There are a lot of good things in our lives. We are busy people, always going, doing. And most of what we are doing is good. We are investing in our children’s futures. Taking them to extracurricular activities. Helping them grow into great members of society. We volunteer at their schools. We volunteer at church. We serve on this committee and that PTA. Some of us run our own businesses, some of us work tons of hours every week. Some of us do all the laundry, all the cleaning, all the cooking, all the child-rearing. We try to feed our families well and exercise. We try to limit screen time and encourage more creative play. We answer emails, calls, texts all day long. We try to do it all.
But we can’t do it all.
My family is going through a busier season. We have 3 kids 4 and under. My husband works a lot. My newborn doesn’t sleep much. [Warning: if this post makes no sense, I’m very sleep deprived.] I don’t have the time, energy, or ability to do it all anymore. Actually, I probably never did. But I especially don’t now. And I’m okay to say it.

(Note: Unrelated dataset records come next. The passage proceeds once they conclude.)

//! Workspace management for graft
//!
//! This module handles:
//! - Workspace detection (walking up to the nearest `graft.yaml`)
//! - Paths of tool-owned state
//! - Workspace locking for concurrent access
//!
//! ## Workspace Structure
//!
//! ```text
//! <repo>/
//! ├── graft.yaml            # Dependency declaration
//! ├── graft.lock            # Resolved dependencies
//! └── .graft/
//!     ├── .lock             # Advisory lock file
//!     ├── .snapshots/       # Lock file snapshots for rollback
//!     └── <dep-name>/       # Dependency checkouts
//! ```

use std::fs;
use std::path::{Path, PathBuf};

use fslock::LockFile;

use crate::config::graft::CONFIG_FILE;
use crate::config::lockfile::LOCKFILE_NAME;
use crate::error::{self, GraftError, Result};

/// Tool-owned state directory name
pub const STATE_DIR: &str = ".graft";

/// Snapshots subdirectory of the state directory
pub const SNAPSHOTS_DIR: &str = ".snapshots";

/// Lock file for workspace locking
pub const LOCK_FILE: &str = ".lock";

/// A repository that declares dependencies in graft.yaml
#[derive(Debug, Clone)]
pub struct Workspace {
    /// Directory containing graft.yaml
    pub root: PathBuf,
}

impl Workspace {
    /// Detect if a workspace exists at the given path
    pub fn exists(root: &Path) -> bool {
        root.join(CONFIG_FILE).is_file()
    }

    /// Find a workspace by searching upward from the given path
    pub fn find_from(start: &Path) -> Option<PathBuf> {
        let mut current = start.to_path_buf();

        loop {
            if Self::exists(&current) {
                return Some(current);
            }

            if !current.pop() {
                return None;
            }
        }
    }

    /// Open the workspace containing `start`
    pub fn open(start: &Path) -> Result<Self> {
        let start = dunce::canonicalize(start).map_err(|e| error::file_read_failed(start, e))?;
        let root = Self::find_from(&start)
            .ok_or_else(|| error::config::not_found(start.join(CONFIG_FILE).display().to_string()))?;
        tracing::debug!(root = %root.display(), "opened workspace");
        Ok(Self { root })
    }

    /// Open the workspace from an explicit directory or the current one
    pub fn discover(workspace: Option<&Path>) -> Result<Self> {
        match workspace {
            Some(path) => Self::open(path),
            None => Self::open(&std::env::current_dir()?),
        }
    }

    pub fn config_path(&self) -> PathBuf {
        self.root.join(CONFIG_FILE)
    }

    pub fn lock_path(&self) -> PathBuf {
        self.root.join(LOCKFILE_NAME)
    }

    pub fn state_dir(&self) -> PathBuf {
        self.root.join(STATE_DIR)
    }

    pub fn snapshots_dir(&self) -> PathBuf {
        self.state_dir().join(SNAPSHOTS_DIR)
    }

    /// Checkout location of a dependency
    pub fn checkout_dir(&self, name: &str) -> PathBuf {
        self.state_dir().join(name)
    }

    /// Acquire a lock on this workspace
    pub fn lock(&self) -> Result<WorkspaceGuard> {
        WorkspaceGuard::acquire(&self.state_dir())
    }
}

/// RAII guard for workspace locking
///
/// Acquires an advisory file lock on creation and releases it on drop.
/// A second invocation against the same workspace blocks until then.
#[derive(Debug)]
pub struct WorkspaceGuard {
    lock: LockFile,
}

impl WorkspaceGuard {
    /// Acquire a lock on the workspace (blocking)
    pub fn acquire(state_dir: &Path) -> Result<Self> {
        let mut lock = Self::open(state_dir)?;
        lock.lock().map_err(|e| GraftError::WorkspaceLockFailed {
            reason: format!("Failed to acquire lock: {e}"),
        })?;
        Ok(Self { lock })
    }

    /// Try to acquire a lock without blocking
    #[cfg(test)]
    pub fn try_acquire(state_dir: &Path) -> Result<Option<Self>> {
        let mut lock = Self::open(state_dir)?;
        let acquired = lock
            .try_lock()
            .map_err(|e| GraftError::WorkspaceLockFailed {
                reason: format!("Failed to try lock: {e}"),
            })?;
        Ok(acquired.then_some(Self { lock }))
    }

    fn open(state_dir: &Path) -> Result<LockFile> {
        fs::create_dir_all(state_dir).map_err(|e| GraftError::WorkspaceLockFailed {
            reason: format!("Failed to create {}: {e}", state_dir.display()),
        })?;
        let lock_path = state_dir.join(LOCK_FILE);
        LockFile::open(&lock_path).map_err(|e| GraftError::WorkspaceLockFailed {
            reason: format!("Failed to open lock file: {e}"),
        })
    }
}

impl Drop for WorkspaceGuard {
    fn drop(&mut self) {
        let _ = self.lock.unlock();
    }
}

The problem with not being able to do it all is that it means some of the things I have to give up are good things. That’s part of what makes it so hard to say no. But in order to have more good in my life, I have to say no to some good things. I have to say no to some volunteering. I have to say no to time with friends. I have to say no to a perfectly clean and picked up house some times. I have to say no to always replying to texts and messages. And I have to often re-evaluate how I’m doing and what I need to give up on at any given time. I have to fight the lie that tells me that because it’s something good it must be done.
Sometimes we have to let go of good.
For this season of my life, that means I’m taking a look every week at what good thing I need to give up that week. Some weeks it might be my phone. I might have to let go of seeing every picture on Instagram [which seriously is hard for me], or returning every message, or keeping up with different groups on Facebook. The next week it might be that I have to say no to the good opportunity presented simply because it wouldn’t help my family for me to say yes at that time. Whatever it is, I am continuing to learn that in order to be a better mom, I have to manage my time and our time so well. Part of that means learning to say no to some really good things. It’s so hard for me and also so life-giving to encourage my family. I want less stuff and more room. Room for conversations, opportunities, and true life to happen in our family, and I’m willing to let go of some good stuff in order to have truly great.